I hadn’t time to laugh, however. The moment my housekeeper saw the apparition on the stairway she closed the door again promptly and rebolted it, and it was only after a great deal of additional knocking and ringing that at last the door was once again timidly opened just a tiny bit.
Greeting the woman courteously, I announced myself as Mr. Markovitch, close personal friend and school companion of the Englishman who formerly had occupied these rooms. My friend, I said, was now in England and regretted the impossibility of returning to Russia under present conditions. I had recently received a letter from him, I declared, brought somehow across the frontier, in which, sending his greetings to Martha Timofeievna (the housekeeper), he had requested me at the earliest opportunity to visit his home and report on its condition. To reduce Martha Timofeievna’s suspicions, I assured her that before the war I had been a frequent visitor to this flat, and gave numerous data which left no doubt whatsoever in her mind that I was at least well acquainted with the arrangement of the rooms, and with the furniture and pictures that had formerly been in them. I added, of course, that on the last occasion when I had seen my friend, he had spoken of his new housekeeper in terms of the highest praise, and assured me again in his letter that I should find her good-mannered, hospitable, and obliging.
The upshot was that, though Martha Timofeievna was at first categorical in her refusal to admit any one to the flat, she ultimately agreed to do so if I could show her the actual letter written by “Monsieur Dukes,” requesting permission for his friend to be admitted.

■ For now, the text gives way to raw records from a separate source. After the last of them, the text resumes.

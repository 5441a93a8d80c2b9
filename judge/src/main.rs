use std::collections::HashMap;
use std::path::PathBuf;

use clap::Parser;
use colograph::{RandomGameParams, DEFAULT_EDGE_COUNT, DEFAULT_NODE_COUNT, DEFAULT_SHAPE_COUNT};
use itertools::Itertools;
use judge::{new_player, play_game, GameResult, GameSource, Player, PlayerKind, Recorder};
use rand::rngs::StdRng;
use rand::SeedableRng;
use tracing::{debug, info};
use tracing_subscriber::filter::{LevelFilter, Targets};
use tracing_subscriber::layer::SubscriberExt;
use tracing_subscriber::util::SubscriberInitExt;

#[derive(Parser)]
struct Args {
    /// Kinds of the players; every pair of them plays a match
    #[clap(num_args(2..), value_delimiter = ' ', value_enum)]
    players: Vec<PlayerKind>,

    /// How many games to play per match
    #[arg(
        short,
        long,
        default_value_t = 100,
        value_parser = clap::builder::RangedU64ValueParser::<usize>::new().range(1..)
    )]
    num_games: usize,

    /// RNG seed
    #[arg(long)]
    seed: Option<u64>,

    /// Play every game on the graph in this JSON file instead of on random graphs
    #[arg(short, long)]
    game: Option<PathBuf>,

    /// Number of nodes of random graphs
    #[arg(long, default_value_t = DEFAULT_NODE_COUNT)]
    node_count: usize,

    /// Number of edges of random graphs
    #[arg(long, default_value_t = DEFAULT_EDGE_COUNT)]
    edge_count: usize,

    /// Number of different shapes in random graphs
    #[arg(long, default_value_t = DEFAULT_SHAPE_COUNT)]
    shape_count: usize,

    /// Points for a colored edge between nodes of the same shape, in random graphs
    #[arg(long, default_value_t = 1, allow_negative_numbers = true)]
    score_same_shape: i32,

    /// Points for a colored edge between nodes of different shapes, in random graphs
    #[arg(long, default_value_t = -1, allow_negative_numbers = true)]
    score_different_shape: i32,

    /// Stop the tournament as soon as one player makes an illegal move
    #[arg(short, long, default_value_t = false)]
    stop_on_illegal_move: bool,

    /// Record the games as JSON files into this directory
    #[arg(short, long)]
    record_games_to_directory: Option<PathBuf>,

    /// A log level among "off", "error", "warn", "info", "debug", "trace"
    #[arg(short, long, default_value = "info")]
    log_level: LevelFilter,
}

#[derive(Default)]
struct MatchScore {
    wins: [usize; 2],
    illegal_moves: [usize; 2],
    ties: usize,
    /// Sum of the winning margins of each player.
    margins: [i64; 2],
}

impl MatchScore {
    /// Win percentages of both players and the tie percentage, or `None` if
    /// no game was completed.
    fn percentages(&self) -> Option<[f32; 3]> {
        let num_games = self.wins[0] + self.wins[1] + self.ties;
        if num_games == 0 {
            return None;
        }
        let percentage = |count: usize| count as f32 / num_games as f32 * 100.0;
        Some([
            percentage(self.wins[0]),
            percentage(self.wins[1]),
            percentage(self.ties),
        ])
    }
}

fn play_matchup(
    player_1: &mut dyn Player,
    player_2: &mut dyn Player,
    source: &GameSource,
    num_games: usize,
    rng: &mut StdRng,
    stop_on_illegal_move: bool,
    recorder: &mut Option<Recorder>,
) -> anyhow::Result<MatchScore> {
    let player_names = [player_1.name().to_owned(), player_2.name().to_owned()];
    let mut match_score = MatchScore::default();

    for game_idx in 0..num_games {
        let initial = source.new_game(rng);
        match play_game(rng, &initial, [&mut *player_1, &mut *player_2], recorder)? {
            GameResult::WonByPlayer { player_idx, margin } => {
                debug!(winner = player_names[player_idx], margin, game_idx);
                match_score.wins[player_idx] += 1;
                match_score.margins[player_idx] += margin;
            }
            GameResult::Tie => {
                debug!(game_idx, "Tie");
                match_score.ties += 1;
            }
            GameResult::IllegalMoveByPlayer { player_idx, err } => {
                info!(
                    player = player_names[player_idx],
                    game_idx,
                    %err,
                    "Illegal move by player"
                );
                if stop_on_illegal_move {
                    break;
                } else {
                    match_score.wins[1 - player_idx] += 1;
                    match_score.illegal_moves[player_idx] += 1;
                }
            }
        }
    }

    let paren_1 = if match_score.illegal_moves[1] > 0 {
        format!(
            " ({} through illegal moves by player 2)",
            match_score.illegal_moves[1]
        )
    } else {
        String::new()
    };
    let paren_2 = if match_score.illegal_moves[0] > 0 {
        format!(
            " ({} through illegal moves by player 1)",
            match_score.illegal_moves[0]
        )
    } else {
        String::new()
    };
    eprintln!(
        "End result:\n- {} wins by {}{} (total margin {})\n- {} wins by {}{} (total margin {})\n- {} ties",
        match_score.wins[0],
        player_names[0],
        paren_1,
        match_score.margins[0],
        match_score.wins[1],
        player_names[1],
        paren_2,
        match_score.margins[1],
        match_score.ties
    );

    Ok(match_score)
}

// prints an upper triangular matrix of the results of the tournament
fn print_tournament_results(
    player_names: &[String],
    match_results: &HashMap<(usize, usize), MatchScore>,
) {
    println!("\nTournament results (p1 win %, p2 win %, tie %):\n");
    print!(" {:19} |", "p1 ↓           p2 →");
    for j in (0..player_names.len()).rev() {
        print!(" {:19} |", player_names[j]);
    }
    println!();
    for i in 0..player_names.len() {
        for _ in 0..player_names.len() - i + 1 {
            print!("---------------------|");
        }
        println!();
        print!(" {:19} |", player_names[i]);
        for j in (0..player_names.len()).rev() {
            if i >= j {
                print!("    ");
            } else if let Some([win_1, win_2, tie]) = match_results
                .get(&(i, j))
                .and_then(MatchScore::percentages)
            {
                print!("{:5.1}% {:5.1}% {:5.1}% |", win_1, win_2, tie);
            } else {
                print!(" {:19} |", "N/A");
            }
        }
        println!();
    }
    println!("---------------------|");
}

fn main() -> anyhow::Result<()> {
    let args = Args::parse();

    initialize_logging(args.log_level);

    // Get a random seed
    let seed = args.seed.unwrap_or_else(rand::random);
    info!(seed);
    let mut rng = StdRng::seed_from_u64(seed);

    let source = match &args.game {
        Some(path) => GameSource::load(path)?,
        None => GameSource::Random(RandomGameParams {
            node_count: args.node_count,
            edge_count: args.edge_count,
            shape_count: args.shape_count,
            score_same_shape: args.score_same_shape,
            score_different_shape: args.score_different_shape,
        }),
    };

    let mut recorder = if let Some(dir_path) = args.record_games_to_directory {
        Some(Recorder::new(dir_path)?)
    } else {
        None
    };

    let player_names: Vec<String> = args
        .players
        .iter()
        .enumerate()
        .map(|(idx, kind)| format!("{}-{}", kind, idx + 1))
        .collect();

    let matchups: Vec<(usize, usize)> = (0..args.players.len()).tuple_combinations().collect();

    let mut match_results: HashMap<(usize, usize), MatchScore> = HashMap::new();
    for (i1, i2) in matchups {
        let mut player_1 = new_player(args.players[i1], player_names[i1].clone(), &mut rng);
        let mut player_2 = new_player(args.players[i2], player_names[i2].clone(), &mut rng);

        let match_score = play_matchup(
            player_1.as_mut(),
            player_2.as_mut(),
            &source,
            args.num_games,
            &mut rng,
            args.stop_on_illegal_move,
            &mut recorder,
        )?;

        match_results.insert((i1, i2), match_score);
    }

    if args.players.len() > 2 {
        print_tournament_results(&player_names, &match_results);
    }

    Ok(())
}

fn initialize_logging(level: LevelFilter) {
    let format = tracing_subscriber::fmt::format()
        .with_target(false)
        .compact();

    let filter = Targets::new().with_default(level);

    tracing_subscriber::registry()
        .with(
            tracing_subscriber::fmt::layer()
                .event_format(format)
                .with_writer(std::io::stderr),
        )
        .with(filter)
        .init();
}

#[cfg(test)]
mod tests {
    use super::*;

    #[test]
    fn zero_games_is_rejected() {
        assert!(Args::try_parse_from(["judge", "random", "greedy", "-n", "0"]).is_err());
        let args = Args::try_parse_from(["judge", "random", "greedy", "-n", "3"]).unwrap();
        assert_eq!(args.num_games, 3);
        assert_eq!(args.players, vec![PlayerKind::Random, PlayerKind::Greedy]);
    }

    #[test]
    fn percentages_without_games() {
        assert_eq!(MatchScore::default().percentages(), None);
        let score = MatchScore {
            wins: [1, 2],
            ties: 1,
            ..MatchScore::default()
        };
        assert_eq!(score.percentages(), Some([25.0, 50.0, 25.0]));
    }
}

I told her I would bring it to her that very afternoon, and, highly satisfied with the result of the interview, I retired at once to the nearest convenient place, which happened to be the Journalist’s, to write it.
“Dear Sasha,” I wrote in Russian, using the familiar name for Alexander (my Christian name according to my new papers), “I can scarcely hope you will ever receive this, yet on the chance that you may——etc.,”—and I proceeded to give a good deal of imaginary family news. Toward the end I said, “By the way, when you are in Petrograd, please go to my flat and see Martha Timofeievna——etc.,” and I gave instructions as to what “Sasha” was to do, and permission to take anything he needed. “I write in Russian,” I concluded, “so that in case of necessity you may show this letter to M. T. She is a good woman and will do everything for you. Give her my hearty greetings and tell her I hope to return at the first opportunity. Write if ever you can. Good-bye. Yours ever, Pavlusha.”
I put the letter in an envelope, addressed it to “Sasha Markovitch,” sealed it up, tore it open again, crumpled it, and put it in my pocket.
The same afternoon I presented myself once more at my back door.
Martha Timofeievna’s suspicions had evidently already been considerably allayed, for she smiled amiably even before perusing the letter I put into her hand, and at once admitted me as far as the kitchen. Here she laboriously read the letter through (being from the Baltic provinces she spoke Russian badly and read with difficulty), and, paying numerous compliments to the author, who she hoped would soon return because she didn’t know what she was going to do about the flat or how long she would be able to keep on living there, she led me into the familiar rooms.
Everything was in a state of confusion. Many of the pictures were torn down, furniture was smashed, and in the middle of the floor of the dining-room lay a heap of junk, consisting of books, papers, pictures, furniture, and torn clothing. In broken Russian Martha Timofeievna told me how first there had been a search, and when she had said that an Englishman had lived there the Reds had prodded and torn everything with their bayonets. Then a family of working people had taken possession, fortunately, however, not expelling her from her room. But the flat had not been to their liking, and, deserting it soon after, they took a good many things with them and left everything else upside down.